# Hello from Germany



## Spotfreak (Oct 14, 2011)

hello there, I'm from Austria... so too near by Germany


----------



## DuffyDuck (Sep 27, 2011)

Hey! I live in Germany too!!

I'm in the NRW region!! I don't speak a lot of German though, broken German about horses is my limit!!


----------



## gigem88 (May 10, 2011)

Howdy from Texas! I have a friend that's from Germany.


----------



## VACowgirl (Aug 14, 2011)

Guten tag from America! I speak some German, as well. I used to date a German and I miss the cooking 
Welcome!


----------



## SannoM (Oct 16, 2011)

I´m from Germany, too. Where do you live? I live in NRW.


----------



## DuffyDuck (Sep 27, 2011)

I live in Moenchengladbach!


----------



## Allison Finch (Oct 21, 2009)

Welcome to the forum!!

It's so nice to see European riders here.
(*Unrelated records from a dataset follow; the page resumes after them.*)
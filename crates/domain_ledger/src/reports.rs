//! Ledger query layer
//!
//! Report queries reconstruct balances by replaying posted journal lines:
//! trial balance, general ledger (running balances), balance sheet, and
//! profit & loss. Drafts never count; reversed entries stay in because
//! their reversal entries net them out.
//!
//! A trial balance that fails to balance is not a recoverable error - it
//! means the engine's invariant was bypassed (e.g. a line injected directly
//! at the storage layer) and is logged as such.

use chrono::NaiveDate;
use rust_decimal::Decimal;
use serde::Serialize;
use std::collections::HashMap;
use tracing::error;

use core_kernel::{BranchId, GlAccountId};

use crate::chart::{AccountType, GlAccount, NormalBalance};
use crate::engine::JournalEngine;
use crate::entry::{JournalEntry, JournalLine};
use crate::error::LedgerError;

/// One account row of a trial balance
#[derive(Debug, Clone, Serialize)]
pub struct TrialBalanceRow {
    pub gl_code: String,
    pub account_name: String,
    pub account_type: AccountType,
    pub debit: Decimal,
    pub credit: Decimal,
}

/// Trial balance over a date range
#[derive(Debug, Clone, Serialize)]
pub struct TrialBalance {
    pub rows: Vec<TrialBalanceRow>,
    pub total_debits: Decimal,
    pub total_credits: Decimal,
    pub is_balanced: bool,
    pub difference: Decimal,
    pub date_from: NaiveDate,
    pub date_to: NaiveDate,
}

/// Sums posted lines per account within the date range, signing each
/// account's net by its normal balance
///
/// `is_balanced` must always hold for a ledger written only through the
/// journal engine; a false value indicates corruption and is logged as an
/// invariant violation, never silently corrected.
pub fn trial_balance(
    engine: &JournalEngine,
    date_from: NaiveDate,
    date_to: NaiveDate,
    branch: Option<BranchId>,
) -> TrialBalance {
    let sums = sums_per_account(engine, branch, |date| date >= date_from && date <= date_to);

    let mut rows = Vec::new();
    let mut total_debits = Decimal::ZERO;
    let mut total_credits = Decimal::ZERO;

    for account in engine.chart().accounts() {
        let Some(&(debit_sum, credit_sum)) = sums.get(&account.id) else {
            continue;
        };

        // each account nets to one side; zero-movement accounts are omitted
        let (net_debit, net_credit) = if debit_sum > credit_sum {
            (debit_sum - credit_sum, Decimal::ZERO)
        } else {
            (Decimal::ZERO, credit_sum - debit_sum)
        };

        if net_debit.is_zero() && net_credit.is_zero() {
            continue;
        }

        total_debits += net_debit;
        total_credits += net_credit;
        rows.push(TrialBalanceRow {
            gl_code: account.gl_code.clone(),
            account_name: account.name.clone(),
            account_type: account.account_type,
            debit: net_debit,
            credit: net_credit,
        });
    }

    let is_balanced = total_debits == total_credits;
    if !is_balanced {
        error!(
            %total_debits,
            %total_credits,
            "trial balance does not balance - ledger invariant violated"
        );
    }

    TrialBalance {
        rows,
        difference: total_debits - total_credits,
        total_debits,
        total_credits,
        is_balanced,
        date_from,
        date_to,
    }
}

/// One row of a general ledger listing
#[derive(Debug, Clone)]
pub struct GeneralLedgerRow<'a> {
    pub entry: &'a JournalEntry,
    pub line: &'a JournalLine,
    pub running_balance: Decimal,
}

/// General ledger for one account: opening balance plus a running-balance
/// sequence over the period
#[derive(Debug)]
pub struct GeneralLedger<'a> {
    pub account: &'a GlAccount,
    pub opening_balance: Decimal,
    pub date_from: NaiveDate,
    pub date_to: NaiveDate,
    lines: Vec<(&'a JournalEntry, &'a JournalLine)>,
}

impl<'a> GeneralLedger<'a> {
    /// Returns a lazy running-balance iterator over the period's lines
    ///
    /// The iterator is finite and restartable: each call starts a fresh
    /// pass from the opening balance.
    pub fn rows(&self) -> impl Iterator<Item = GeneralLedgerRow<'a>> + '_ {
        let normal = self.account.normal_balance();
        self.lines.iter().scan(self.opening_balance, move |balance, &(entry, line)| {
            *balance += match normal {
                NormalBalance::Debit => line.debit_normal_movement(),
                NormalBalance::Credit => line.credit_normal_movement(),
            };
            Some(GeneralLedgerRow {
                entry,
                line,
                running_balance: *balance,
            })
        })
    }

    /// The balance after the last line of the period
    pub fn closing_balance(&self) -> Decimal {
        self.rows()
            .last()
            .map(|row| row.running_balance)
            .unwrap_or(self.opening_balance)
    }
}

/// Builds the general ledger for an account over a date range
///
/// The opening balance replays all posted lines before `date_from`; rows
/// are ordered by transaction date, then insertion order.
///
/// # Errors
///
/// Fails if the account cannot be resolved (missing or inactive).
pub fn general_ledger<'a>(
    engine: &'a JournalEngine,
    gl_code: &str,
    branch: Option<BranchId>,
    date_from: NaiveDate,
    date_to: NaiveDate,
) -> Result<GeneralLedger<'a>, LedgerError> {
    let account = engine.chart().lookup(gl_code, branch)?;

    let mut opening_balance = Decimal::ZERO;
    let mut lines: Vec<(&JournalEntry, &JournalLine)> = Vec::new();

    for entry in engine.posted_entries() {
        if let Some(branch) = branch {
            if entry.branch != branch {
                continue;
            }
        }
        for line in entry.lines.iter().filter(|l| l.account_id == account.id) {
            if entry.transaction_date < date_from {
                opening_balance += match account.normal_balance() {
                    NormalBalance::Debit => line.debit_normal_movement(),
                    NormalBalance::Credit => line.credit_normal_movement(),
                };
            } else if entry.transaction_date <= date_to {
                lines.push((entry, line));
            }
        }
    }

    // entries iterate in insertion order; a stable sort by date preserves it
    lines.sort_by_key(|(entry, _)| entry.transaction_date);

    Ok(GeneralLedger {
        account,
        opening_balance,
        date_from,
        date_to,
        lines,
    })
}

/// One account row of a balance sheet section
#[derive(Debug, Clone, Serialize)]
pub struct BalanceSheetRow {
    pub gl_code: String,
    pub account_name: String,
    pub balance: Decimal,
}

/// Balance sheet as of a date
///
/// Equity is shown alongside the net earnings accumulated in income and
/// expense accounts up to the as-of date, so the statement balances from
/// ledger data alone.
#[derive(Debug, Clone, Serialize)]
pub struct BalanceSheet {
    pub assets: Vec<BalanceSheetRow>,
    pub liabilities: Vec<BalanceSheetRow>,
    pub equity: Vec<BalanceSheetRow>,
    pub total_assets: Decimal,
    pub total_liabilities: Decimal,
    pub total_equity: Decimal,
    /// Income minus expenses over all posted lines up to the as-of date
    pub net_earnings: Decimal,
    pub total_liabilities_and_equity: Decimal,
    pub is_balanced: bool,
    pub as_of: NaiveDate,
}

/// Aggregates posted lines by account type into a balance sheet
pub fn balance_sheet(
    engine: &JournalEngine,
    as_of: NaiveDate,
    branch: Option<BranchId>,
) -> BalanceSheet {
    let sums = sums_per_account(engine, branch, |date| date <= as_of);

    let mut assets = Vec::new();
    let mut liabilities = Vec::new();
    let mut equity = Vec::new();
    let mut total_assets = Decimal::ZERO;
    let mut total_liabilities = Decimal::ZERO;
    let mut total_equity = Decimal::ZERO;
    let mut net_earnings = Decimal::ZERO;

    for account in engine.chart().accounts() {
        let Some(&(debit_sum, credit_sum)) = sums.get(&account.id) else {
            continue;
        };
        let balance = match account.normal_balance() {
            NormalBalance::Debit => debit_sum - credit_sum,
            NormalBalance::Credit => credit_sum - debit_sum,
        };
        if balance.is_zero() {
            continue;
        }

        let row = BalanceSheetRow {
            gl_code: account.gl_code.clone(),
            account_name: account.name.clone(),
            balance,
        };

        match account.account_type {
            AccountType::Asset => {
                total_assets += balance;
                assets.push(row);
            }
            AccountType::Liability => {
                total_liabilities += balance;
                liabilities.push(row);
            }
            AccountType::Equity => {
                total_equity += balance;
                equity.push(row);
            }
            AccountType::Income => net_earnings += balance,
            AccountType::Expense => net_earnings -= balance,
        }
    }

    let total_liabilities_and_equity = total_liabilities + total_equity + net_earnings;

    BalanceSheet {
        assets,
        liabilities,
        equity,
        total_assets,
        total_liabilities,
        total_equity,
        net_earnings,
        total_liabilities_and_equity,
        is_balanced: total_assets == total_liabilities_and_equity,
        as_of,
    }
}

/// One account row of a profit & loss statement
#[derive(Debug, Clone, Serialize)]
pub struct ProfitAndLossRow {
    pub gl_code: String,
    pub account_name: String,
    pub amount: Decimal,
}

/// Profit & loss statement over a date range
#[derive(Debug, Clone, Serialize)]
pub struct ProfitAndLoss {
    pub income: Vec<ProfitAndLossRow>,
    pub expenses: Vec<ProfitAndLossRow>,
    pub total_income: Decimal,
    pub total_expenses: Decimal,
    pub net_profit: Decimal,
    pub date_from: NaiveDate,
    pub date_to: NaiveDate,
}

/// Aggregates posted income and expense lines over a date range
///
/// Income increases with credit, expenses with debit; net profit is the
/// difference.
pub fn profit_and_loss(
    engine: &JournalEngine,
    date_from: NaiveDate,
    date_to: NaiveDate,
    branch: Option<BranchId>,
) -> ProfitAndLoss {
    let sums = sums_per_account(engine, branch, |date| date >= date_from && date <= date_to);

    let mut income = Vec::new();
    let mut expenses = Vec::new();
    let mut total_income = Decimal::ZERO;
    let mut total_expenses = Decimal::ZERO;

    for account in engine.chart().accounts() {
        let Some(&(debit_sum, credit_sum)) = sums.get(&account.id) else {
            continue;
        };

        match account.account_type {
            AccountType::Income => {
                let amount = credit_sum - debit_sum;
                if !amount.is_zero() {
                    total_income += amount;
                    income.push(ProfitAndLossRow {
                        gl_code: account.gl_code.clone(),
                        account_name: account.name.clone(),
                        amount,
                    });
                }
            }
            AccountType::Expense => {
                let amount = debit_sum - credit_sum;
                if !amount.is_zero() {
                    total_expenses += amount;
                    expenses.push(ProfitAndLossRow {
                        gl_code: account.gl_code.clone(),
                        account_name: account.name.clone(),
                        amount,
                    });
                }
            }
            _ => {}
        }
    }

    ProfitAndLoss {
        income,
        expenses,
        total_income,
        total_expenses,
        net_profit: total_income - total_expenses,
        date_from,
        date_to,
    }
}

/// Accumulates (debit_sum, credit_sum) per account over posted lines whose
/// entry matches the branch filter and date predicate
fn sums_per_account(
    engine: &JournalEngine,
    branch: Option<BranchId>,
    in_range: impl Fn(NaiveDate) -> bool,
) -> HashMap<GlAccountId, (Decimal, Decimal)> {
    let mut sums: HashMap<GlAccountId, (Decimal, Decimal)> = HashMap::new();

    for entry in engine.posted_entries() {
        if !in_range(entry.transaction_date) {
            continue;
        }
        if let Some(branch) = branch {
            if entry.branch != branch {
                continue;
            }
        }
        for line in &entry.lines {
            let (debits, credits) = sums.entry(line.account_id).or_default();
            *debits += line.debit_amount.amount();
            *credits += line.credit_amount.amount();
        }
    }

    sums
}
Please, post photos of your horses, if you will.


----------



## mobbingl (Oct 15, 2011)

I'm from Australia but i have always wante to visit Europe, especially Germany! I have met many German people travelling around Australia and they are always friendly and funny


----------



## WildAcreFarms (Apr 6, 2011)

WELCOME to the forum!
I have visited Germany and have a deep love for the German country and its wonderful people. enjoy the forum.


----------



## ichliebepferde (Sep 8, 2011)

halllooo.  ich komme aus Texas und ich lerne Deutsch. Mein Freund kommt aus Detuschland aus Remscheid (NRW). Willkommen!


----------



## RedTree (Jan 20, 2010)

Welocome, I have extended family over in Germany and went to vist them this year for the first time, fell in love with the place and have been planning to go back as soon as I left


----------



## Laoghaire (Oct 17, 2011)

Hey!

Thanks a lot of your answers! I am surprised: so many friendly, nice people over here!

I have to work now, but I try to write a bit more about me and my horses the next days. 
And I try to find some nice pictures of them.


----------